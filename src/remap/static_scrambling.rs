//! Relocation of scrambled static members into synthetic `StaticN` holder classes.

use std::collections::{BTreeMap, BTreeSet, HashMap, HashSet};
use std::ops::Range;

use crate::classpath::ClassPath;
use crate::disjoint_set::PartitionId;
use crate::filter::MemberFilter;
use crate::insn::{get_expression, is_sequential};
use crate::ir::{Code, Insn, MemberDesc, MemberRef};
use crate::opcodes;
use crate::partition::MemberSets;
use crate::remap::name_generator::NameGenerator;
use crate::remap::name_map::NameMap;

pub(crate) const MAX_FIELDS_PER_CLASS: usize = 500;
pub(crate) const MAX_METHODS_PER_CLASS: usize = 50;

/// Holder chosen for a relocated static field and the `<clinit>` range that initializes it.
#[derive(Clone, Debug, Eq, PartialEq)]
pub(crate) struct StaticField {
    pub(crate) owner: String,
    pub(crate) initializer: Option<Range<usize>>,
}

#[derive(Debug, Default)]
struct Slot {
    current: Option<String>,
    used: usize,
}

/// Hands out holder class names. Fields and methods fill separate holders, numbered from one
/// counter for the whole run.
#[derive(Debug)]
pub(crate) struct HolderAllocator {
    generator: NameGenerator,
    max_fields: usize,
    max_methods: usize,
    fields: Slot,
    methods: Slot,
}

impl Default for HolderAllocator {
    fn default() -> Self {
        Self::new(MAX_FIELDS_PER_CLASS, MAX_METHODS_PER_CLASS)
    }
}

impl HolderAllocator {
    pub(crate) fn new(max_fields: usize, max_methods: usize) -> Self {
        Self {
            generator: NameGenerator::new(),
            max_fields,
            max_methods,
            fields: Slot::default(),
            methods: Slot::default(),
        }
    }

    pub(crate) fn next_field(&mut self) -> String {
        Self::next(&mut self.generator, &mut self.fields, self.max_fields)
    }

    pub(crate) fn next_method(&mut self) -> String {
        Self::next(&mut self.generator, &mut self.methods, self.max_methods)
    }

    fn next(generator: &mut NameGenerator, slot: &mut Slot, max: usize) -> String {
        let name = match slot.current.take() {
            Some(name) if slot.used < max => name,
            _ => {
                slot.used = 0;
                generator.generate("Static")
            }
        };
        slot.used += 1;
        slot.current = Some(name.clone());
        name
    }
}

/// Picks holders for the static members of scrambled libraries.
pub(crate) struct StaticUnscrambler<'a> {
    classpath: &'a ClassPath,
    excluded_fields: &'a dyn MemberFilter,
    excluded_methods: &'a dyn MemberFilter,
    scrambled_libraries: &'a BTreeSet<String>,
    name_map: &'a NameMap,
    holders: HolderAllocator,
}

impl<'a> StaticUnscrambler<'a> {
    pub(crate) fn new(
        classpath: &'a ClassPath,
        excluded_fields: &'a dyn MemberFilter,
        excluded_methods: &'a dyn MemberFilter,
        scrambled_libraries: &'a BTreeSet<String>,
        name_map: &'a NameMap,
        holders: HolderAllocator,
    ) -> Self {
        Self {
            classpath,
            excluded_fields,
            excluded_methods,
            scrambled_libraries,
            name_map,
            holders,
        }
    }

    pub(crate) fn unscramble_fields(&mut self, fields: &MemberSets) -> HashMap<PartitionId, StaticField> {
        let mut relocated = HashMap::new();
        for library in self.classpath.libraries() {
            if !self.scrambled_libraries.contains(&library.name) {
                continue;
            }
            for class in library.iter() {
                if class.name.contains('/') {
                    continue;
                }
                let (simple, complex) = class
                    .methods
                    .iter()
                    .find(|method| method.name == "<clinit>")
                    .and_then(|clinit| clinit.code.as_ref())
                    .map(|code| extract_initializers(code, &class.name))
                    .unwrap_or_default();

                for field in &class.fields {
                    if !field.is_static()
                        || self.excluded_fields.matches(&class.name, &field.name, &field.desc)
                    {
                        continue;
                    }
                    let desc = field.member_desc();
                    if complex.contains(&desc) {
                        continue;
                    }
                    let Some(partition) = fields.partition(&MemberRef::new(class.name.clone(), &desc))
                    else {
                        continue;
                    };
                    let default = self.holders.next_field();
                    let owner = self
                        .name_map
                        .map_field_owner(fields.members(partition), default);
                    relocated.insert(
                        partition,
                        StaticField {
                            owner,
                            initializer: simple.get(&desc).cloned(),
                        },
                    );
                }
            }
        }
        tracing::debug!(fields = relocated.len(), "chose holders for static fields");
        relocated
    }

    pub(crate) fn unscramble_methods(&mut self, methods: &MemberSets) -> HashMap<PartitionId, String> {
        let mut relocated = HashMap::new();
        for library in self.classpath.libraries() {
            if !self.scrambled_libraries.contains(&library.name) {
                continue;
            }
            for class in library.iter() {
                if class.name.contains('/') {
                    continue;
                }
                for method in &class.methods {
                    if !method.is_static()
                        || method.is_native()
                        || self
                            .excluded_methods
                            .matches(&class.name, &method.name, &method.desc)
                    {
                        continue;
                    }
                    let member = MemberRef::new(class.name.clone(), &method.member_desc());
                    let Some(partition) = methods.partition(&member) else {
                        continue;
                    };
                    let default = self.holders.next_method();
                    let owner = self
                        .name_map
                        .map_method_owner(methods.members(partition), default);
                    relocated.insert(partition, owner);
                }
            }
        }
        tracing::debug!(methods = relocated.len(), "chose holders for static methods");
        relocated
    }
}

/// Indices of the leading straight-line run and of the straight-line run before a final
/// `return`.
fn entry_exit_blocks(instructions: &[Insn]) -> HashSet<usize> {
    let mut blocks: HashSet<usize> = instructions
        .iter()
        .take_while(|insn| is_sequential(insn))
        .enumerate()
        .map(|(index, _)| index)
        .collect();
    let Some((last, body)) = instructions.split_last() else {
        return blocks;
    };
    if last.opcode() != Some(opcodes::RETURN) {
        return blocks;
    }
    let exit_len = body
        .iter()
        .rev()
        .take_while(|insn| is_sequential(insn))
        .count();
    blocks.extend(body.len() - exit_len..body.len());
    blocks
}

/// Splits the static fields written by `owner`'s static initializer into simple initializers,
/// which can move with their field, and complex ones, which pin the field in place.
pub(crate) fn extract_initializers(
    code: &Code,
    owner: &str,
) -> (BTreeMap<MemberDesc, Range<usize>>, HashSet<MemberDesc>) {
    let instructions = &code.instructions;
    let blocks = entry_exit_blocks(instructions);

    let mut simple: BTreeMap<MemberDesc, Range<usize>> = BTreeMap::new();
    let mut complex: HashSet<MemberDesc> = instructions
        .iter()
        .enumerate()
        .filter(|(index, _)| !blocks.contains(index))
        .filter_map(|(_, insn)| owned_field(insn, owner))
        .collect();

    let mut putstatics: Vec<usize> = blocks
        .iter()
        .copied()
        .filter(|index| {
            matches!(
                &instructions[*index],
                Insn::Field { opcode: opcodes::PUTSTATIC, owner: field_owner, .. } if field_owner == owner
            )
        })
        .collect();
    putstatics.sort_unstable();

    for index in putstatics {
        let Some(desc) = owned_field(&instructions[index], owner) else {
            continue;
        };
        if complex.contains(&desc) {
            continue;
        }
        if simple.remove(&desc).is_some() {
            complex.insert(desc);
            continue;
        }
        match get_expression(instructions, index, |_| true, 0) {
            Some(range) => {
                simple.insert(desc, range);
            }
            None => {
                complex.insert(desc);
            }
        }
    }

    let overlapping: Vec<MemberDesc> = simple
        .iter()
        .filter(|(field, range)| {
            simple.iter().any(|(other, other_range)| {
                other != *field && range.start < other_range.end && other_range.start < range.end
            })
        })
        .map(|(field, _)| field.clone())
        .collect();
    for field in overlapping {
        simple.remove(&field);
        complex.insert(field);
    }

    (simple, complex)
}

fn owned_field(insn: &Insn, owner: &str) -> Option<MemberDesc> {
    match insn {
        Insn::Field {
            owner: field_owner,
            name,
            desc,
            ..
        } if field_owner == owner => Some(MemberDesc::new(name.clone(), desc.clone())),
        _ => None,
    }
}

#[cfg(test)]
mod tests {
    use super::*;
    use crate::classpath::Runtime;
    use crate::filter::GlobMemberFilter;
    use crate::ir::{ACC_NATIVE, ACC_STATIC};
    use crate::library::Library;
    use crate::test_support::{class, code, field, field_insn, iconst, jump, label, method, op};

    fn desc(name: &str) -> MemberDesc {
        MemberDesc::new(name, "I")
    }

    #[test]
    fn initializers_outside_entry_and_exit_blocks_are_complex() {
        let body = code(vec![
            iconst(5),
            field_insn(opcodes::PUTSTATIC, "a", "b", "I"),
            op(opcodes::ICONST_0),
            jump(opcodes::IFEQ, 1),
            iconst(2),
            field_insn(opcodes::PUTSTATIC, "a", "d", "I"),
            label(1),
            iconst(7),
            field_insn(opcodes::PUTSTATIC, "a", "e", "I"),
            iconst(8),
            field_insn(opcodes::PUTSTATIC, "a", "e", "I"),
            field_insn(opcodes::GETSTATIC, "a", "b", "I"),
            field_insn(opcodes::PUTSTATIC, "a", "f", "I"),
            op(opcodes::RETURN),
        ]);

        let (simple, complex) = extract_initializers(&body, "a");

        assert_eq!(simple.get(&desc("b")), Some(&(0..2)));
        assert_eq!(simple.get(&desc("f")), Some(&(11..13)));
        assert!(complex.contains(&desc("d")));
        assert!(complex.contains(&desc("e")));
        assert_eq!(simple.len(), 2);
    }

    #[test]
    fn overlapping_initializers_are_complex() {
        let body = code(vec![
            op(opcodes::ICONST_1),
            op(opcodes::DUP),
            field_insn(opcodes::PUTSTATIC, "a", "x", "I"),
            field_insn(opcodes::PUTSTATIC, "a", "y", "I"),
            op(opcodes::RETURN),
        ]);

        let (simple, complex) = extract_initializers(&body, "a");

        assert!(simple.is_empty());
        assert!(complex.contains(&desc("x")));
        assert!(complex.contains(&desc("y")));
    }

    #[test]
    fn holders_roll_over_when_full() {
        let mut holders = HolderAllocator::new(2, 1);

        assert_eq!(holders.next_field(), "Static1");
        assert_eq!(holders.next_method(), "Static2");
        assert_eq!(holders.next_field(), "Static1");
        assert_eq!(holders.next_field(), "Static3");
        assert_eq!(holders.next_method(), "Static4");
    }

    #[test]
    fn only_default_package_classes_of_scrambled_libraries_move() {
        let mut a = class("a", Some("java/lang/Object"));
        a.fields.push(field("b", "I", ACC_STATIC));
        a.fields.push(field("c", "I", ACC_STATIC));
        a.fields.push(field("keep", "I", ACC_STATIC));
        a.fields.push(field("inst", "I", 0));
        a.methods.push(method("m", "()V", ACC_STATIC, None));
        a.methods.push(method("n", "()V", ACC_STATIC | ACC_NATIVE, None));
        a.methods.push(method(
            "<clinit>",
            "()V",
            ACC_STATIC,
            Some(code(vec![
                iconst(3),
                field_insn(opcodes::PUTSTATIC, "a", "b", "I"),
                op(opcodes::RETURN),
            ])),
        ));
        let mut packaged = class("p/q", Some("java/lang/Object"));
        packaged.fields.push(field("z", "I", ACC_STATIC));
        let mut library = Library::new("client");
        library.add(a);
        library.add(packaged);
        let classpath = ClassPath::new(vec![library], Vec::new(), Runtime::default());
        let fields = MemberSets::fields(&classpath);
        let methods = MemberSets::methods(&classpath);
        let excluded_fields = GlobMemberFilter::new(&["**.keep *".to_string()]).expect("filter");
        let excluded_methods =
            GlobMemberFilter::new(&["**.<clinit> *".to_string()]).expect("filter");
        let scrambled = BTreeSet::from(["client".to_string()]);
        let names = NameMap::from_json(r#"{"methods": {"a.m ()V": {"owner": "Util", "name": "m"}}}"#)
            .expect("name map");
        let mut unscrambler = StaticUnscrambler::new(
            &classpath,
            &excluded_fields,
            &excluded_methods,
            &scrambled,
            &names,
            HolderAllocator::default(),
        );

        let relocated_fields = unscrambler.unscramble_fields(&fields);
        let relocated_methods = unscrambler.unscramble_methods(&methods);

        let field_of = |value: &str| {
            let member: MemberRef = value.parse().expect("member");
            fields
                .partition(&member)
                .and_then(|partition| relocated_fields.get(&partition))
                .cloned()
        };
        assert_eq!(
            field_of("a.b I"),
            Some(StaticField {
                owner: "Static1".to_string(),
                initializer: Some(0..2),
            })
        );
        assert_eq!(
            field_of("a.c I"),
            Some(StaticField {
                owner: "Static1".to_string(),
                initializer: None,
            })
        );
        assert_eq!(field_of("a.keep I"), None);
        assert_eq!(field_of("a.inst I"), None);
        assert_eq!(field_of("p/q.z I"), None);

        let m = methods
            .partition(&"a.m ()V".parse().expect("member"))
            .expect("partition");
        assert_eq!(relocated_methods.get(&m).map(String::as_str), Some("Util"));
        assert_eq!(relocated_methods.len(), 1);
    }
}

### ACTION ITEM
From the records above, return each line that has the string "StaticField".

### EXERCISE OUTPUT
pub(crate) struct StaticField {
    pub(crate) fn unscramble_fields(&mut self, fields: &MemberSets) -> HashMap<PartitionId, StaticField> {
                        StaticField {
            Some(StaticField {
            Some(StaticField {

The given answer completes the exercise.